WHAT YOU ARE ASKED TO DO>
In the records that follow, find the line with "impl std::fmt::Display for CurationFilter"; from there, retype every line exactly through the line with "fn active(value: &Option<String>)", which also belongs to the answer.

GIVEN INFORMATION>
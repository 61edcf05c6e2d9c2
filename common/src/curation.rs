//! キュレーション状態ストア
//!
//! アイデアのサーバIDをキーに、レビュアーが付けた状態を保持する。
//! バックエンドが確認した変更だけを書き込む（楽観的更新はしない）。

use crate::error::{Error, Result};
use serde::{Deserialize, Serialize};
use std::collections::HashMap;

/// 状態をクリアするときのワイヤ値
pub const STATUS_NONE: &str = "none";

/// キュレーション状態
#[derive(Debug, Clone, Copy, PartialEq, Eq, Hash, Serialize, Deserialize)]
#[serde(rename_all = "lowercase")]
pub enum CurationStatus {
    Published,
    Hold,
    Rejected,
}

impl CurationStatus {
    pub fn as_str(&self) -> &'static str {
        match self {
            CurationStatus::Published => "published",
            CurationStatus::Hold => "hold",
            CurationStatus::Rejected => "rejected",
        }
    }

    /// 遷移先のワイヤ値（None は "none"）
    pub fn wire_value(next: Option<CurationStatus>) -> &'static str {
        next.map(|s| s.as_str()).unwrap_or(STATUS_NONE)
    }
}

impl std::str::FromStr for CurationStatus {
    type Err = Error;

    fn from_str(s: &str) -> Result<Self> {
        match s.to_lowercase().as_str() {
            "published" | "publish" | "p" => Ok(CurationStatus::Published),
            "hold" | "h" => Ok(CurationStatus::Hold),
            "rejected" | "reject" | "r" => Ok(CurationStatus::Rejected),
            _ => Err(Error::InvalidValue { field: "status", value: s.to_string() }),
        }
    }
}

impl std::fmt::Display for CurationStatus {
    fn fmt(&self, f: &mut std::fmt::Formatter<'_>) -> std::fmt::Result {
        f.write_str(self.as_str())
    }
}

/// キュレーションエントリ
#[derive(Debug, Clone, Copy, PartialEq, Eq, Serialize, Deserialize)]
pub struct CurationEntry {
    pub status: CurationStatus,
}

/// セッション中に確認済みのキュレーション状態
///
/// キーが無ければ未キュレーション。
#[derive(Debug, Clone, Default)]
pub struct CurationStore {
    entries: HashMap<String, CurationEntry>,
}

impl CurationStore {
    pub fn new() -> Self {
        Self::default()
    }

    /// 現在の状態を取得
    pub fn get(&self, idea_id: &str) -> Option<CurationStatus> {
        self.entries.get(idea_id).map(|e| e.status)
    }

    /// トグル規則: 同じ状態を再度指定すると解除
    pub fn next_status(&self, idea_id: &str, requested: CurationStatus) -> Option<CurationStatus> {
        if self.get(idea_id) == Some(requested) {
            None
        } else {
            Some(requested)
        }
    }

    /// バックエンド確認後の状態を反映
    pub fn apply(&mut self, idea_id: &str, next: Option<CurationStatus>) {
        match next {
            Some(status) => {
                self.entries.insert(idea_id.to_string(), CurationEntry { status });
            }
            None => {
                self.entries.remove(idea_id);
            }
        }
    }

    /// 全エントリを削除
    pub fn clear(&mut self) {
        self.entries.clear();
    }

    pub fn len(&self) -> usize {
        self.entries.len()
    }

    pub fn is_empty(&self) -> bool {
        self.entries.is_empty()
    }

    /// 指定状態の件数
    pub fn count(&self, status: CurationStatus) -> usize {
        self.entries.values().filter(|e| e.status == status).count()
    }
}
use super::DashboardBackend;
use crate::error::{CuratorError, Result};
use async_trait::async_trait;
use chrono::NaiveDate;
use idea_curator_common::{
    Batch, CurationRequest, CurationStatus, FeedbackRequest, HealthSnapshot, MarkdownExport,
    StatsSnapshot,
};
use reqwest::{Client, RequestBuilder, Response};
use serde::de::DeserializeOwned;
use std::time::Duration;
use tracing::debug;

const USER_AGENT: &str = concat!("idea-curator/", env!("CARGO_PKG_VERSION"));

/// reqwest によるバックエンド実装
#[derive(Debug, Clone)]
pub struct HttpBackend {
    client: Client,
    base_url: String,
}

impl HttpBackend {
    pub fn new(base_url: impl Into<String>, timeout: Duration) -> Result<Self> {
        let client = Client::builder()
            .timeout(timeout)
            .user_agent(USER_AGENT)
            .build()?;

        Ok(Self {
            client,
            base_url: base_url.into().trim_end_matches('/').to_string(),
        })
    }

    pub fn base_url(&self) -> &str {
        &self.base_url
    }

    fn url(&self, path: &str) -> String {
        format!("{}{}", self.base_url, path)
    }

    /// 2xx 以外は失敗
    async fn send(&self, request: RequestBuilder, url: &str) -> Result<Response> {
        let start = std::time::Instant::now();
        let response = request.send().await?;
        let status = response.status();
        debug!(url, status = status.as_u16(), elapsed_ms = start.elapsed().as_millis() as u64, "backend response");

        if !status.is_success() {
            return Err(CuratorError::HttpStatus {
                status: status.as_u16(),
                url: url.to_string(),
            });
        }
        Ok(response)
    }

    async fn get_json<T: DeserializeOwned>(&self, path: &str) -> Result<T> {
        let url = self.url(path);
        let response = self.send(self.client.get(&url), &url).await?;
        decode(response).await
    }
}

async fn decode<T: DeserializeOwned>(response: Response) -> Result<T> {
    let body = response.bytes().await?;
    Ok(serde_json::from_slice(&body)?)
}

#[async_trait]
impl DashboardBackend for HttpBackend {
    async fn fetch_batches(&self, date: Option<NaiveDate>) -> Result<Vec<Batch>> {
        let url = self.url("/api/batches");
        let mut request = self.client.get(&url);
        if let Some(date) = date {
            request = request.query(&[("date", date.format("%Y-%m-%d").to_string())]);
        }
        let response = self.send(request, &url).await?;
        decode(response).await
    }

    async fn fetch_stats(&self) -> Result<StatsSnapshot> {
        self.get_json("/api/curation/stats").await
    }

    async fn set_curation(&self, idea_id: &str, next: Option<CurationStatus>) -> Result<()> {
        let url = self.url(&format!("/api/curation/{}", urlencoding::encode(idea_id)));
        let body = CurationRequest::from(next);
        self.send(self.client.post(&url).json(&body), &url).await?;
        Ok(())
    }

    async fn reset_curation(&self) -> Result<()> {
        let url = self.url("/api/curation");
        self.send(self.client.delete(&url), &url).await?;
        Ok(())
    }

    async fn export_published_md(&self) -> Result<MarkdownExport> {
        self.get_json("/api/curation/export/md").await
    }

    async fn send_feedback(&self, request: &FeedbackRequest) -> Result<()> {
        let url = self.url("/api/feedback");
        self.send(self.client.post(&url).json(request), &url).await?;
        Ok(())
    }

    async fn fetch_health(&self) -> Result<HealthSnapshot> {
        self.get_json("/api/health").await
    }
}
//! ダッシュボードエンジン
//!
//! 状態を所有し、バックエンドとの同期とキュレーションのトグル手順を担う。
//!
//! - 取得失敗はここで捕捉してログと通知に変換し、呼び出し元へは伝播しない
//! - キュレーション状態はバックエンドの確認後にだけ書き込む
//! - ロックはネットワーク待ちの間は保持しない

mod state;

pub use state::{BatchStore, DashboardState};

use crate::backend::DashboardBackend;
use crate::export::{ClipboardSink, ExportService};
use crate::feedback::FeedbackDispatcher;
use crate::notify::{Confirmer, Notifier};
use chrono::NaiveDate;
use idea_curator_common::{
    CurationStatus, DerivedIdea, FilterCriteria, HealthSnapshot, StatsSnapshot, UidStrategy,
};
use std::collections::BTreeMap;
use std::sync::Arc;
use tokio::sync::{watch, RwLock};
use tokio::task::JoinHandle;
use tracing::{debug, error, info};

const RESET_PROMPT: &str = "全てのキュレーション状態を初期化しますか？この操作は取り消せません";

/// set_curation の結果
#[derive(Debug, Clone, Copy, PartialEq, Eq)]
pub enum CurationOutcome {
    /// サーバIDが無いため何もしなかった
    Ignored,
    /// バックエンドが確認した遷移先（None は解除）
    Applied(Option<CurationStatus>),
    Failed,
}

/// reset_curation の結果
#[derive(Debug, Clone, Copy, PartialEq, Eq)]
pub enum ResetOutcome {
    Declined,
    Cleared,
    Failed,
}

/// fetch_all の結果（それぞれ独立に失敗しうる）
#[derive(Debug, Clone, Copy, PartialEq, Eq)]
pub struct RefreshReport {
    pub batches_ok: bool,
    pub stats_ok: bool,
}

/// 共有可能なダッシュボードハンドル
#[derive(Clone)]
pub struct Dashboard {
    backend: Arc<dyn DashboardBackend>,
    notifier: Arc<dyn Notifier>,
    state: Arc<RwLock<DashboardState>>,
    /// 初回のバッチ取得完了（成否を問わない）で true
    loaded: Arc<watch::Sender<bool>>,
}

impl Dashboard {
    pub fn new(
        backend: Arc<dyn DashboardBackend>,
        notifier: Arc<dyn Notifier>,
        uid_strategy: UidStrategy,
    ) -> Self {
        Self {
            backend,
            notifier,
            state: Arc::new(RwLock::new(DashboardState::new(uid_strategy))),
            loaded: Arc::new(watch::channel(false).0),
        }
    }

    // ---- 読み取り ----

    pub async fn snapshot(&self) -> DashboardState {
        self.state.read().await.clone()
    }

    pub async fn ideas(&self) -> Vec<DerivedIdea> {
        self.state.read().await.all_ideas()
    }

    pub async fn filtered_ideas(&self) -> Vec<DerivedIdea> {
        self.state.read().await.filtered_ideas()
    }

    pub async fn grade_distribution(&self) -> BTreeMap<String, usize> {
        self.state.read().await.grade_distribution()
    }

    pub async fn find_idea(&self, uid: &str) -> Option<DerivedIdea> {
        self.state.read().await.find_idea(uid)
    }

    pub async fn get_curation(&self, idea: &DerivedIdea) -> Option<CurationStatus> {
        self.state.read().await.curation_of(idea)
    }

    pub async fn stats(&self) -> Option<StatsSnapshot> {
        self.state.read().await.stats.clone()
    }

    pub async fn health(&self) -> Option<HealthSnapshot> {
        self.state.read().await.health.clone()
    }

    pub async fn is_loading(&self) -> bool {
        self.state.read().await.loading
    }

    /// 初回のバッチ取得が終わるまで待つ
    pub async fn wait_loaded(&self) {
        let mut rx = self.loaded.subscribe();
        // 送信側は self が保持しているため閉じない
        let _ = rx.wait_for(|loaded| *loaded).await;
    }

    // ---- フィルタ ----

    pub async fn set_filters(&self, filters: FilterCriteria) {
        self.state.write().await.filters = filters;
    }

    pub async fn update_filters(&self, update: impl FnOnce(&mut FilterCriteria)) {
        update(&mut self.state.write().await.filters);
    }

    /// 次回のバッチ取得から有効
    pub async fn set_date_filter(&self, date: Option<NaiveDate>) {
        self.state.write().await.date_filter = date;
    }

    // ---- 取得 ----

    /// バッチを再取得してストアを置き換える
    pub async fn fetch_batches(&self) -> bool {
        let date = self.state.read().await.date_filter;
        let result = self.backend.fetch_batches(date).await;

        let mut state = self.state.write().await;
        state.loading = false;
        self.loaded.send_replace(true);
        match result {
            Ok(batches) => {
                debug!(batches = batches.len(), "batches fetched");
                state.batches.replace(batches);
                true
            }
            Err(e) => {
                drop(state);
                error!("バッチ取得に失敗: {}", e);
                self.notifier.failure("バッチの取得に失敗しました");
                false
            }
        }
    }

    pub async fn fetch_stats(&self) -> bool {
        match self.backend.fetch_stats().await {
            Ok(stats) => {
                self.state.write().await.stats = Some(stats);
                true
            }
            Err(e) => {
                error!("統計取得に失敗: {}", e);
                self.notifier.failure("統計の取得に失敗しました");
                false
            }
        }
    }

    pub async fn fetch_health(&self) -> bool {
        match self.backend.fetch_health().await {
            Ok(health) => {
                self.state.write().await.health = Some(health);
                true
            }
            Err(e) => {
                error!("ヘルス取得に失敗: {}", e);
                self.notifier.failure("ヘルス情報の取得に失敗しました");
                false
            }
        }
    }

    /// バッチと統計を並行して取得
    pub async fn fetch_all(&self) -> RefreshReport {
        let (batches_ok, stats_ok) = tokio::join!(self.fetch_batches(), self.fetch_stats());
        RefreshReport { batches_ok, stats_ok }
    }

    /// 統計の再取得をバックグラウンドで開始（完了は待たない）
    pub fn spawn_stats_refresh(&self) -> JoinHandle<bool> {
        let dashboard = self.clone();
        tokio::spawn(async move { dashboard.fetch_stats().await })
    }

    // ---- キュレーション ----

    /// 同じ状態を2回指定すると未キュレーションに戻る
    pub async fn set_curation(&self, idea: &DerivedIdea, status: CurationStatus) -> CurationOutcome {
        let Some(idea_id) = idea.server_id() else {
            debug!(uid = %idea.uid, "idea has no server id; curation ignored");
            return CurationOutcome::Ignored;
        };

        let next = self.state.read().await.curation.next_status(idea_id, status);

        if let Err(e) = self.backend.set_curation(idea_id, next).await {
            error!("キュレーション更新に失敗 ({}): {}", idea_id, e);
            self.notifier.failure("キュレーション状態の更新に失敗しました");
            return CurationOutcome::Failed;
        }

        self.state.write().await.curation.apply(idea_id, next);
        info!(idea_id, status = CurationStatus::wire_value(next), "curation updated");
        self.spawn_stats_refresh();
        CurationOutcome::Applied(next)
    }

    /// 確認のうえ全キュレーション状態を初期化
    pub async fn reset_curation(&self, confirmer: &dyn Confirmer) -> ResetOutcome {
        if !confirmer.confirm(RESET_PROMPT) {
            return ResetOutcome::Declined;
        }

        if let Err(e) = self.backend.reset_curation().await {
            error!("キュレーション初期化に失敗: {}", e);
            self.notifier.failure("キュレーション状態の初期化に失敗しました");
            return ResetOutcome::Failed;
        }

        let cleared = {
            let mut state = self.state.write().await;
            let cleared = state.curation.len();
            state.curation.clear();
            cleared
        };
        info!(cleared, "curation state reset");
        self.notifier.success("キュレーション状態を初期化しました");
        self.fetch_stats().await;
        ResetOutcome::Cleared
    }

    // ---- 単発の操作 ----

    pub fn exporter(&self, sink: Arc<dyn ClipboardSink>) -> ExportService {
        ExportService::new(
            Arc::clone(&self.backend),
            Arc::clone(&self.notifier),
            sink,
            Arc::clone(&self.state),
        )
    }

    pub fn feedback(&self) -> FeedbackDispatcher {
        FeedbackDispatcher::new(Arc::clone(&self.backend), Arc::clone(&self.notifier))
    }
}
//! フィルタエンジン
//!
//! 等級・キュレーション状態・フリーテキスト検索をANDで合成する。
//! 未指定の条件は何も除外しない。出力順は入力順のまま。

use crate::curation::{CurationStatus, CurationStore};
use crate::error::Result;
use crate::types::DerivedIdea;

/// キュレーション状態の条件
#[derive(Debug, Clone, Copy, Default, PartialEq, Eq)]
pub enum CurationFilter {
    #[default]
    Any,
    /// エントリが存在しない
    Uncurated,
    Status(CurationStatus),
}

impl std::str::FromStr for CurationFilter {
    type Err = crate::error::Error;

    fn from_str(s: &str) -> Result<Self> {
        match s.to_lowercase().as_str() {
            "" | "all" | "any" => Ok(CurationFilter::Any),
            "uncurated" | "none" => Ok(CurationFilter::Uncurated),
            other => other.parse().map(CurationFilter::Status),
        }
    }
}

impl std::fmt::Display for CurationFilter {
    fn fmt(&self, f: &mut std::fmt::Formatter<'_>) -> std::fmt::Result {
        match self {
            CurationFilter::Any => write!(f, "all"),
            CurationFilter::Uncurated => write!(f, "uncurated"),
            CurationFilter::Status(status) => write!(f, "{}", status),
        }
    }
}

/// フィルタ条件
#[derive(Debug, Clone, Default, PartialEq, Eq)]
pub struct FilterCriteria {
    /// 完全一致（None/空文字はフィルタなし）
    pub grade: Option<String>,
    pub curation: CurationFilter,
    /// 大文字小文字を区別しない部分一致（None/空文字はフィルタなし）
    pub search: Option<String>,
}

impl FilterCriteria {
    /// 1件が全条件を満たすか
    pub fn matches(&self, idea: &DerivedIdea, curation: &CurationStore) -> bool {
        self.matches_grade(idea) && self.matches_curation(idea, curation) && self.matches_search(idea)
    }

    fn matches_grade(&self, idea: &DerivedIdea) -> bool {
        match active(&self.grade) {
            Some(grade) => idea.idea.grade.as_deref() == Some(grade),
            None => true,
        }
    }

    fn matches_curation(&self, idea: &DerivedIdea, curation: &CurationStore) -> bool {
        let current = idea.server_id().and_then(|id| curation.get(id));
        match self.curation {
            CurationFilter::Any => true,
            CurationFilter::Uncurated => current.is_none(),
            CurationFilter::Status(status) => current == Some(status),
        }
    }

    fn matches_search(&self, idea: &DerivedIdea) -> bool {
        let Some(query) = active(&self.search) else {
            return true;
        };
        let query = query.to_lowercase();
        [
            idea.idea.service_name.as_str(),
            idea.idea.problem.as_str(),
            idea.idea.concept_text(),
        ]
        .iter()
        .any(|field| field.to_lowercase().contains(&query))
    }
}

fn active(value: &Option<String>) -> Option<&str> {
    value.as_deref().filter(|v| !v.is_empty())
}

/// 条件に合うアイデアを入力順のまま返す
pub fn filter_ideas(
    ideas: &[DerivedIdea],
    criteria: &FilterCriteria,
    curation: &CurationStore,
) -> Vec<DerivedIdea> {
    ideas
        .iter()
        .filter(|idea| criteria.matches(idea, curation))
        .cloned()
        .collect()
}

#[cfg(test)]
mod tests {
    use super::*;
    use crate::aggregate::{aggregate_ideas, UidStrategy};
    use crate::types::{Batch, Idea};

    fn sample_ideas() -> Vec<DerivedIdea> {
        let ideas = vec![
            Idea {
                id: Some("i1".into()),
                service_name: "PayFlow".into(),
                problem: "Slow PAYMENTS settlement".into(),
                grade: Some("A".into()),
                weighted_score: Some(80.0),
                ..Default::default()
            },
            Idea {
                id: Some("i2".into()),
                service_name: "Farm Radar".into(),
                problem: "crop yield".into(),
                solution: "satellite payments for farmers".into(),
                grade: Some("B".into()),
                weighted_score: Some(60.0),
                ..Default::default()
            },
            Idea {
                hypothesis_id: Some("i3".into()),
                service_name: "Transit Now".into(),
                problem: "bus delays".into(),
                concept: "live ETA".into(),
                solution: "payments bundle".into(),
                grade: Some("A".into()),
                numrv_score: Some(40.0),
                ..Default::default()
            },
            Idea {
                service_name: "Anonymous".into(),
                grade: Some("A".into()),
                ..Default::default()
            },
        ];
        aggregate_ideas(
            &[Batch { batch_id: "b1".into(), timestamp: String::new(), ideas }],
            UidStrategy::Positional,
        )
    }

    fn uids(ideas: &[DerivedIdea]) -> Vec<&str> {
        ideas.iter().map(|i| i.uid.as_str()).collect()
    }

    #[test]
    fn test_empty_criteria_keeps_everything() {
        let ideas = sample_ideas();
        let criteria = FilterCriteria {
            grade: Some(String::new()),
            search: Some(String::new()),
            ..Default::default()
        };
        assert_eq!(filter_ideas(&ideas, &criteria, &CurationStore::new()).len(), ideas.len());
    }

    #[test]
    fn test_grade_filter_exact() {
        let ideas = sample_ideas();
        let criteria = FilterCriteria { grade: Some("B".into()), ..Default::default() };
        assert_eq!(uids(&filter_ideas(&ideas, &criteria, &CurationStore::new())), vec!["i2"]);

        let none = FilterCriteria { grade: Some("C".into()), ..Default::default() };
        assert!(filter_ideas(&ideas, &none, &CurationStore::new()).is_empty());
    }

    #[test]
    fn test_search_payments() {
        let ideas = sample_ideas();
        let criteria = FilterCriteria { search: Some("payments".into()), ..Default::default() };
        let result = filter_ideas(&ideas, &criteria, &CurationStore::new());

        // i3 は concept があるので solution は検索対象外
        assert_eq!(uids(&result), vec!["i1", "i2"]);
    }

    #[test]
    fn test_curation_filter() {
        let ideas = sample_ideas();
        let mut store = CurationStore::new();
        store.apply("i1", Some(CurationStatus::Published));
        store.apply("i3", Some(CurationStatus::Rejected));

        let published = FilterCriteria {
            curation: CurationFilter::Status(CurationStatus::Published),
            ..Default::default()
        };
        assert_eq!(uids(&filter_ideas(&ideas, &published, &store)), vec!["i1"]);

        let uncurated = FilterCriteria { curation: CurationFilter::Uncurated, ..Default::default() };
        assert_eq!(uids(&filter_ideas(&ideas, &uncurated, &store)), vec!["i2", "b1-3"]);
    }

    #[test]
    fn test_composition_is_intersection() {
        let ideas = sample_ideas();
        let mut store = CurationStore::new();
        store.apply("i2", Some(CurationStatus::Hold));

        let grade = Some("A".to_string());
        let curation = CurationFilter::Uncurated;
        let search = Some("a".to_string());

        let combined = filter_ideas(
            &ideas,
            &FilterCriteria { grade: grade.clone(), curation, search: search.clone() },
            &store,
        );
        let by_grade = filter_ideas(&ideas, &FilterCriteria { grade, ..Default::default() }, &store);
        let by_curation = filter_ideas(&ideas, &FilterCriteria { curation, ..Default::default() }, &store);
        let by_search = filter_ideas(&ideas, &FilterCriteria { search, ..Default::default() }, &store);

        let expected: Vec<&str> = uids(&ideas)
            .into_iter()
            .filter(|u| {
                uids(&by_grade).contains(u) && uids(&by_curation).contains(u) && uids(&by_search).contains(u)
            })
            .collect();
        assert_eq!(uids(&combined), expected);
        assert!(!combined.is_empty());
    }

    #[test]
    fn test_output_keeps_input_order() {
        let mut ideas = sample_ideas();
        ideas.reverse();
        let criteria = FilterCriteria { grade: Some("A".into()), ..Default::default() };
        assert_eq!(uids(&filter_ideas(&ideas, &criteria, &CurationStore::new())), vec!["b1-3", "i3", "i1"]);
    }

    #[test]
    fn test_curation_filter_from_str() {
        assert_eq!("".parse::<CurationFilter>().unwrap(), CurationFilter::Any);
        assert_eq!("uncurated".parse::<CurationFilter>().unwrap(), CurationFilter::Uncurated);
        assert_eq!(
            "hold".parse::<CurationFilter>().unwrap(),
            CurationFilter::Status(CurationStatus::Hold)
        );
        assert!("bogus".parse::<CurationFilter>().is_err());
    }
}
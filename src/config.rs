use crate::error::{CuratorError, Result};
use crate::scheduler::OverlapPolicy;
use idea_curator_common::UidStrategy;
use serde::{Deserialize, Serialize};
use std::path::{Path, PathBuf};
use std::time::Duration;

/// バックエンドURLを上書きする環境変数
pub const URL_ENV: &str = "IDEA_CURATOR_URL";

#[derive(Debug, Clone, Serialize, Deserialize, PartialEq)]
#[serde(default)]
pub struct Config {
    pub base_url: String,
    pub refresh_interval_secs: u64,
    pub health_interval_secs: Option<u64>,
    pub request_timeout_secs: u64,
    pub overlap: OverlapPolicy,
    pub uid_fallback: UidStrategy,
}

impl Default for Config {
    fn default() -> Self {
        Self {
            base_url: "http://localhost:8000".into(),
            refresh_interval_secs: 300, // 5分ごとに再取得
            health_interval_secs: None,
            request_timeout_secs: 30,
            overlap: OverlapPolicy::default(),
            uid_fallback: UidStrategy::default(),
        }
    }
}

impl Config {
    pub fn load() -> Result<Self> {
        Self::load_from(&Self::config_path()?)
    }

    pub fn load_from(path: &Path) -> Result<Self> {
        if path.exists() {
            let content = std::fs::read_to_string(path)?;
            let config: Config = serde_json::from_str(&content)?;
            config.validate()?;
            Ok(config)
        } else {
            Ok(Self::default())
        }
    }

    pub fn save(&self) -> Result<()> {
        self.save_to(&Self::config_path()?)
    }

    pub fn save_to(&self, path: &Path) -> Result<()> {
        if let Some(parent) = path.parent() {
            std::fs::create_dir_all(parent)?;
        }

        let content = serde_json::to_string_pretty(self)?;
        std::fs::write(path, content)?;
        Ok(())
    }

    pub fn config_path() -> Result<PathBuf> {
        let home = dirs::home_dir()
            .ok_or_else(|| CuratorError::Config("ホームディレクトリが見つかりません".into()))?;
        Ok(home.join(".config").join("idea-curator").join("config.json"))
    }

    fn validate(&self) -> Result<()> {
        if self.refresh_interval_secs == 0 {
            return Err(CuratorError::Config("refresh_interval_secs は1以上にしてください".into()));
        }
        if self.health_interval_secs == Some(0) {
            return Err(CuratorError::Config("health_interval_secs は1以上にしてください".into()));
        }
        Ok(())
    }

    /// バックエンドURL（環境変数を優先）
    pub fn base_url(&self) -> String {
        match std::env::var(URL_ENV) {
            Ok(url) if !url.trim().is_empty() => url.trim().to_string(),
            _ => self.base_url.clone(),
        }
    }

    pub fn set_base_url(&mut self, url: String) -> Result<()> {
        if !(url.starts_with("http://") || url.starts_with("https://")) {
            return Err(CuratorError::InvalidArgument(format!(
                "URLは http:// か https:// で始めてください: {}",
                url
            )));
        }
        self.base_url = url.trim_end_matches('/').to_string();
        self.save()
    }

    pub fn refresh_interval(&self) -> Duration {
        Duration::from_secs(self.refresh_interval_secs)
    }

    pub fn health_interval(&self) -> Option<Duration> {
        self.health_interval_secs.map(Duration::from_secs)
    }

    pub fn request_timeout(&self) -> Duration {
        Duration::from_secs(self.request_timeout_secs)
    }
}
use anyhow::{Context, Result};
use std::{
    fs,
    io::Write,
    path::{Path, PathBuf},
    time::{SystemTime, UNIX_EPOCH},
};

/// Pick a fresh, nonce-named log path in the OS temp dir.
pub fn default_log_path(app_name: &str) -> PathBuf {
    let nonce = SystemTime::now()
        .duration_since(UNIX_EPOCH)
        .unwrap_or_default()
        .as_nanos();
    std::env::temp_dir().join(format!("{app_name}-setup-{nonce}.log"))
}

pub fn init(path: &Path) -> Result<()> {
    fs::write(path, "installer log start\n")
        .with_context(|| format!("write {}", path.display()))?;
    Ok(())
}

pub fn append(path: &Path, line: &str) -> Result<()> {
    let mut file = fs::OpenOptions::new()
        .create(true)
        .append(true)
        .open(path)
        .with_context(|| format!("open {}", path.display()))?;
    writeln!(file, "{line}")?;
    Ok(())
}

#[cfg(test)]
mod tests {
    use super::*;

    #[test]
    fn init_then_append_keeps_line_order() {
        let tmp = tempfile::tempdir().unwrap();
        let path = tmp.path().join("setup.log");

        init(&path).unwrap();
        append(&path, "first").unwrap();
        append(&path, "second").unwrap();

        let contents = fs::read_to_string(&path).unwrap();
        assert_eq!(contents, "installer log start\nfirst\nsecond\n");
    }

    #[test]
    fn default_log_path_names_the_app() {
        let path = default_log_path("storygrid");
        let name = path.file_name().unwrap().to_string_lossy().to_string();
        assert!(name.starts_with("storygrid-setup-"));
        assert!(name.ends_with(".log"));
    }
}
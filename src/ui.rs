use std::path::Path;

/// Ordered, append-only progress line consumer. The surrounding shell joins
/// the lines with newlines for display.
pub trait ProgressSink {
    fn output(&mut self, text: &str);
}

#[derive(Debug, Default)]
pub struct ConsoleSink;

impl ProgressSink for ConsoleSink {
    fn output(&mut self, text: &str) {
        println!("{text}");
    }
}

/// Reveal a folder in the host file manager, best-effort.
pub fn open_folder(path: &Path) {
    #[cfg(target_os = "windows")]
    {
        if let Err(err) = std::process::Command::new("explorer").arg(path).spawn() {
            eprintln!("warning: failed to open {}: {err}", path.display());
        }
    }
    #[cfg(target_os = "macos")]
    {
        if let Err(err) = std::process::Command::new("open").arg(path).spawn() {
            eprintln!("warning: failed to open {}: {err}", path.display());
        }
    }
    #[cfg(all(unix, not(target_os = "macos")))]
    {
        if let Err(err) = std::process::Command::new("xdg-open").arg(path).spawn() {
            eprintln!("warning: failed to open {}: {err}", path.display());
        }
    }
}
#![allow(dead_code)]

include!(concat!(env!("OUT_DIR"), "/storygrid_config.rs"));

TASK SOLUTION>
impl std::fmt::Display for CurationFilter {
    fn fmt(&self, f: &mut std::fmt::Formatter<'_>) -> std::fmt::Result {
        match self {
            CurationFilter::Any => write!(f, "all"),
            CurationFilter::Uncurated => write!(f, "uncurated"),
            CurationFilter::Status(status) => write!(f, "{}", status),
        }
    }
}

/// フィルタ条件
#[derive(Debug, Clone, Default, PartialEq, Eq)]
pub struct FilterCriteria {
    /// 完全一致（None/空文字はフィルタなし）
    pub grade: Option<String>,
    pub curation: CurationFilter,
    /// 大文字小文字を区別しない部分一致（None/空文字はフィルタなし）
    pub search: Option<String>,
}

impl FilterCriteria {
    /// 1件が全条件を満たすか
    pub fn matches(&self, idea: &DerivedIdea, curation: &CurationStore) -> bool {
        self.matches_grade(idea) && self.matches_curation(idea, curation) && self.matches_search(idea)
    }

    fn matches_grade(&self, idea: &DerivedIdea) -> bool {
        match active(&self.grade) {
            Some(grade) => idea.idea.grade.as_deref() == Some(grade),
            None => true,
        }
    }

    fn matches_curation(&self, idea: &DerivedIdea, curation: &CurationStore) -> bool {
        let current = idea.server_id().and_then(|id| curation.get(id));
        match self.curation {
            CurationFilter::Any => true,
            CurationFilter::Uncurated => current.is_none(),
            CurationFilter::Status(status) => current == Some(status),
        }
    }

    fn matches_search(&self, idea: &DerivedIdea) -> bool {
        let Some(query) = active(&self.search) else {
            return true;
        };
        let query = query.to_lowercase();
        [
            idea.idea.service_name.as_str(),
            idea.idea.problem.as_str(),
            idea.idea.concept_text(),
        ]
        .iter()
        .any(|field| field.to_lowercase().contains(&query))
    }
}

fn active(value: &Option<String>) -> Option<&str> {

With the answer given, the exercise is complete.